- YOUR TASK: Locate the word "created" in the entries below, then gather every line that holds it.

- INFORMATION SHOWN:
........

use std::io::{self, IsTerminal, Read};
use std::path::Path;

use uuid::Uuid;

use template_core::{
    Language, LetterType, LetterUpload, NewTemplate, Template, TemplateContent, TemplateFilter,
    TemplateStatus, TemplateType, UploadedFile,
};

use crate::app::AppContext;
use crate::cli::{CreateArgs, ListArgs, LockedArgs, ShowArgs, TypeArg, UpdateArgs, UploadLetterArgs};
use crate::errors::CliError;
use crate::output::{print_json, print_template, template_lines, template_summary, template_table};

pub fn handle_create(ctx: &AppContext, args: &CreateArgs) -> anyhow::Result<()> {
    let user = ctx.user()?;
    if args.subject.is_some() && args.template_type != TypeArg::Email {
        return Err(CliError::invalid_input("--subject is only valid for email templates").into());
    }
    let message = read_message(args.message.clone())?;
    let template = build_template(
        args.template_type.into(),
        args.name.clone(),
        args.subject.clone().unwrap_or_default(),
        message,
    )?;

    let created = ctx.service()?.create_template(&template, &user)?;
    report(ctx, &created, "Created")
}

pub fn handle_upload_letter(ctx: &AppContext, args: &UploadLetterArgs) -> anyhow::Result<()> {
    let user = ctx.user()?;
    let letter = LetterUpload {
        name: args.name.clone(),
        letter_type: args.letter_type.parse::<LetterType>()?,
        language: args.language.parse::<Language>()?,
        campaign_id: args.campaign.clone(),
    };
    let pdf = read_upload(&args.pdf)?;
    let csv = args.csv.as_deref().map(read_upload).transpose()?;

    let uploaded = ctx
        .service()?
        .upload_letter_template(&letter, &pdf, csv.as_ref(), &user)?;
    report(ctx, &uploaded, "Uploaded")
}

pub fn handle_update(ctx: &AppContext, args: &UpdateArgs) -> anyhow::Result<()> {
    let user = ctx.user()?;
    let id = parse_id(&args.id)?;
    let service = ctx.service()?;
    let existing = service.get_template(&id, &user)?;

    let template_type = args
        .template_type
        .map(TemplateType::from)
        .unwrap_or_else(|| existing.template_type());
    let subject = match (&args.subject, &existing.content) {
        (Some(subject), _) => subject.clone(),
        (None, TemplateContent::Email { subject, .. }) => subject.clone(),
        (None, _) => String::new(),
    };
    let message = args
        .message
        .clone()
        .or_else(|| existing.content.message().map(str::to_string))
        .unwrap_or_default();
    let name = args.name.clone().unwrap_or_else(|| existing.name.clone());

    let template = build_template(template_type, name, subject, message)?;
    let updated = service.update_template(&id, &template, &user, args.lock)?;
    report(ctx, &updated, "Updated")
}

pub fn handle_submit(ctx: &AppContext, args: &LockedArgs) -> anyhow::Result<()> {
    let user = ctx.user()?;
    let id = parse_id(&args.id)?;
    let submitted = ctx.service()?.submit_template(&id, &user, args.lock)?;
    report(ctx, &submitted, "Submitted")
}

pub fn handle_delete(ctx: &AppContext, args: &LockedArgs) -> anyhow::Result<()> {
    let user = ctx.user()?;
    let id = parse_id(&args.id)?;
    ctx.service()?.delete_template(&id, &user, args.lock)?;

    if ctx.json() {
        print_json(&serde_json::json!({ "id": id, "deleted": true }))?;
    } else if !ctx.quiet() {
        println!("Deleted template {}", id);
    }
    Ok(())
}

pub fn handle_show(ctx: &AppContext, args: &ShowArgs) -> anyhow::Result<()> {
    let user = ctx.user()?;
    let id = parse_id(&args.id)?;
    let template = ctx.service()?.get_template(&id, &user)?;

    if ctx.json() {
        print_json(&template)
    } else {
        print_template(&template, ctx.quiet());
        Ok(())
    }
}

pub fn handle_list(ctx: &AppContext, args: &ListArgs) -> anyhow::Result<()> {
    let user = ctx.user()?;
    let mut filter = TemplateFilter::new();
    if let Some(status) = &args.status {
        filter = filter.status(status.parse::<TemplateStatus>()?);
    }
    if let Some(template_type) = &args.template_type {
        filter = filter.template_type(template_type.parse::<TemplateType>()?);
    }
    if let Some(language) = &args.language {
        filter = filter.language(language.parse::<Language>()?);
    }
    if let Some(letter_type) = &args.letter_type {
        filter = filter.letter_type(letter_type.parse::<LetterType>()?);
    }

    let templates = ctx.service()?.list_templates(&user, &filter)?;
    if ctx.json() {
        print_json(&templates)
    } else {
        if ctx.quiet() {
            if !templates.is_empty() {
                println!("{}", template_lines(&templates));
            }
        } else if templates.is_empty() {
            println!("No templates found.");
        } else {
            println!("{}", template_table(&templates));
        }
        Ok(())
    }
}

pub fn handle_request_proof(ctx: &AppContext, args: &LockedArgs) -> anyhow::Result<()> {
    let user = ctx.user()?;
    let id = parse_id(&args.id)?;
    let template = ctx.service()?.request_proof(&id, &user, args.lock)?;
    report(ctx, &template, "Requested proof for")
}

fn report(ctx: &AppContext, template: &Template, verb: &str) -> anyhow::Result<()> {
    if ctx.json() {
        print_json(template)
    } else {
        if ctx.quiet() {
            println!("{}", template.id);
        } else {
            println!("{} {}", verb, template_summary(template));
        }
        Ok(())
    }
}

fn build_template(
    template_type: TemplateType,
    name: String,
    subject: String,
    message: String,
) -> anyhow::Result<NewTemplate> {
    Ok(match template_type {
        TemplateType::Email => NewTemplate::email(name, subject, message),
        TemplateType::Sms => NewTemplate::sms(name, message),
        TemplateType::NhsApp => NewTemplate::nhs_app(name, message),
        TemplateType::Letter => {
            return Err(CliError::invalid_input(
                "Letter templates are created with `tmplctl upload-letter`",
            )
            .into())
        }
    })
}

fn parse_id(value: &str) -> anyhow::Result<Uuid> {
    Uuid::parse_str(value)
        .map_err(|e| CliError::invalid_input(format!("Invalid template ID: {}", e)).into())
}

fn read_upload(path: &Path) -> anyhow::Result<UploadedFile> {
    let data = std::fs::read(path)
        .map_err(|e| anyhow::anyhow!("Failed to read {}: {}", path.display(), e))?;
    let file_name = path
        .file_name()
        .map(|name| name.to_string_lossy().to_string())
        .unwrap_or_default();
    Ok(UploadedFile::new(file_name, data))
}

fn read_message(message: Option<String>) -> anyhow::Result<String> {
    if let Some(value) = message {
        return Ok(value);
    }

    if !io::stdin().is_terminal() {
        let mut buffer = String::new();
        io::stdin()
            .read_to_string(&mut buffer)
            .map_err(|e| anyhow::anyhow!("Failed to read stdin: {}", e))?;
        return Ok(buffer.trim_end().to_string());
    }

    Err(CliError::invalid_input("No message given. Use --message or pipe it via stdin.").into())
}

........

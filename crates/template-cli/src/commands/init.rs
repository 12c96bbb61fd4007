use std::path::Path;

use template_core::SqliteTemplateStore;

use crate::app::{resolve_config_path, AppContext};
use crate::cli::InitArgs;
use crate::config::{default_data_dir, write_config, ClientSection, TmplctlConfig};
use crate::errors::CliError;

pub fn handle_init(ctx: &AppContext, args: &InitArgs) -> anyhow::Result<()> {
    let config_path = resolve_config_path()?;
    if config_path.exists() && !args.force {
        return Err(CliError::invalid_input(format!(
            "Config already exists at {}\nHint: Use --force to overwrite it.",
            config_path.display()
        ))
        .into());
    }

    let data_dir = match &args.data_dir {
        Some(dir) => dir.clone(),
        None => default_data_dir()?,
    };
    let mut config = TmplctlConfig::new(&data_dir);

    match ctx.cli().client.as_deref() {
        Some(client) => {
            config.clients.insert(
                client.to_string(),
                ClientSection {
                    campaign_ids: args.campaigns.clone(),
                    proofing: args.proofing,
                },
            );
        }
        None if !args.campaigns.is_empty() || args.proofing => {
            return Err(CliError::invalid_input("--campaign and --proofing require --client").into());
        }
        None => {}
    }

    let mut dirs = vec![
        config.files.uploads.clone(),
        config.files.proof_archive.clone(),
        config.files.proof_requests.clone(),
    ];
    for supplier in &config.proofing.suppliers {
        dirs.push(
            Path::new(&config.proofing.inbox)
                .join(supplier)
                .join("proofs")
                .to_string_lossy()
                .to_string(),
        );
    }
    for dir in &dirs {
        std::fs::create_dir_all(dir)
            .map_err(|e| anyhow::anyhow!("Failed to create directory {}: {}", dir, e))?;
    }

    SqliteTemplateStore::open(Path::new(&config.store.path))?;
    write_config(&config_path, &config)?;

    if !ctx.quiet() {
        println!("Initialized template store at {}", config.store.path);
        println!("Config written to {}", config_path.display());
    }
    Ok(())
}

........

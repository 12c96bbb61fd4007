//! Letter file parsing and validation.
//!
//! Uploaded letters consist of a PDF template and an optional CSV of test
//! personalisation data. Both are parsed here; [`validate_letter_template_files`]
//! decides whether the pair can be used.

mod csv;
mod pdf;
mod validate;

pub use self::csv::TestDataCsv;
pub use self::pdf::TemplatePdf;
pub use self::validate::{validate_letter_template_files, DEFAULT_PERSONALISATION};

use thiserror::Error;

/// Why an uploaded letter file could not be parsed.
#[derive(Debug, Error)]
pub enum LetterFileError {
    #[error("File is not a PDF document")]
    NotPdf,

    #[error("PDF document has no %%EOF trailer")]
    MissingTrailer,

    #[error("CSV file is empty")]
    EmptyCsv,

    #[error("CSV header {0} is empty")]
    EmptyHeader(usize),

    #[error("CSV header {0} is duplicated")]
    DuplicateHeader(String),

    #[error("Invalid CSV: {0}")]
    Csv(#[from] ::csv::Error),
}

........

- SOLVED PROBLEM:
    let created = ctx.service()?.create_template(&template, &user)?;
    report(ctx, &created, "Created")
                "Letter templates are created with `tmplctl upload-letter`",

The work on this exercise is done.